There’s a lot of doom and gloom in the digital ad industry, but a handful of adtech firms are showing surprising growth.
Adtech firms including The Trade Desk, AppLovin, PubMatic, and Magnite posted positive earnings for the fourth quarter of 2023 amid a tough market. PubMatic’s stock jumped 25% after reporting fourth-quarter earnings, while AppLovin’s stock bounced up 13 and The Trade Desk’s stock went up 18%.
These companies help buy and sell digital ads, and they’re racing into new areas of growth like streaming TV and retail media. But advertisers are also bracing for Google to kill third-party cookies in Chrome browsers at the end of this year. And the earnings may not reflect strong revenue growth but rather a big year of cost-cutting with layoffs, slow hiring, and savings.
The strong adtech earnings also reflect how a smaller number of companies increasingly control digital advertising, said Mark Wright, the chief of the mergers and acquisitions advisory team at advertising firm Prohaska Consulting. And while digital advertising is growing, the growth is not equal across adtech firms.
For example, Unity Software recently issued weak guidance for its first-quarter revenue.
“Until recently, it’s very much been a cottage industry,” Wright said. “What’s happening now is that the industry is clearly consolidating around clear winners.”
Adtech firms are optimistic that ad spend is returning
Unlike a year ago when ad spending ground to a halt, some advertisers are ramping up spending in 2024, PubMatic CEO Rajeev Goel said. PubMatic reported a 14% year-over-year revenue increase during the fourth quarter, and the company’s top 10 categories of advertisers increased their spending by 26% year-over-year during the fourth quarter.
He said advertisers are expecting a soft landing with the economy.
“Nobody’s declaring victory quite yet, but it seems like the more likely case,” Goel said.
CTV and retail media are propping up adtech companies
The Trade Desk, the largest independent adtech company, credited its 23% year-over-year growth to buying more streaming TV and retail media ads.
Publisher-focused PubMatic also saw an increase in revenue from streaming TV and retail media, and 80% of the firm’s ad impressions are not attached to third-party cookies.
“The winners are able to focus on all of those channels in real time,” said Prohaska Consulting’s Wright.
The death of third-party cookies is looming
However, adtech firms are also bracing for the death of third-party cookies this year, and the loss of third-party cookies isn’t accurately shown in companies’ earnings yet. Google killed 1% of third-party cookies from Chrome in January and plans to stop supporting them by the end of the year.
For example, French adtech firm Criteo reported positive growth from retail media. Still, it warned that it expects to lose $30 million to $40 million in revenue in the second half of 2024 and potentially have greater losses in 2025 if Google kills third-party cookies.
Adtech firms including The Trade Desk and PubMatic haven’t estimated the potential impact of cookies, but both cite cookies as risk factors in their annual reports.

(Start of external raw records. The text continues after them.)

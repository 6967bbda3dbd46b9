//! Neighbor matching
//!
//! Brute force: every focus endpoint is compared with every endpoint of a
//! bordering state. All hits within tolerance are kept, since the resolver
//! needs the full list to pick between them.

use crate::core::borders::StateCode;
use crate::core::coord::{great_circle_feet, Coord};
use crate::core::endpoint::{Endpoint, EndpointSet};

/// A neighbor endpoint within tolerance of a focus endpoint
#[derive(Debug, Clone, PartialEq)]
pub struct Candidate {
    pub coord: Coord,
    pub state: StateCode,
    pub distance_ft: f64,
    pub signature: String,
}

/// A focus-state endpoint and the candidates found for it so far
#[derive(Debug, Clone)]
pub struct FocusEntry {
    pub endpoint: Endpoint,
    pub candidates: Vec<Candidate>,
}

impl FocusEntry {
    pub fn new(endpoint: Endpoint) -> Self {
        Self {
            endpoint,
            candidates: Vec::new(),
        }
    }
}

/// Turn a loaded focus state into entries with empty candidate lists
pub fn focus_entries(set: &EndpointSet) -> Vec<FocusEntry> {
    set.endpoints().iter().cloned().map(FocusEntry::new).collect()
}

/// Append to each focus entry every neighbor endpoint within `tolerance_ft`
///
/// Returns the number of candidates added.
pub fn match_neighbor(focus: &mut [FocusEntry], neighbor: &EndpointSet, tolerance_ft: f64) -> usize {
    let mut added = 0;
    for entry in focus.iter_mut() {
        for other in neighbor.endpoints() {
            let distance_ft = great_circle_feet(entry.endpoint.coord, other.coord);
            if distance_ft <= tolerance_ft {
                entry.candidates.push(Candidate {
                    coord: other.coord,
                    state: neighbor.state.clone(),
                    distance_ft,
                    signature: other.signature.clone(),
                });
                added += 1;
            }
        }
    }
    added
}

Unlike other adtech companies, a big chunk of Criteo’s business relies on retargeting ads to people who have looked at products through cookies — making Criteo uniquely exposed to Google’s privacy change.
Todd Parsons, the chief revenue officer at Criteo, said during its earnings call that Criteo had been testing cookieless technology, including Google’s own Privacy Sandbox products, since 2017.
“I look at the opportunity for us to build more quickly on what has been learned already and capture more market on the other side of cookie depreciation because we’ve already been there working the problem.”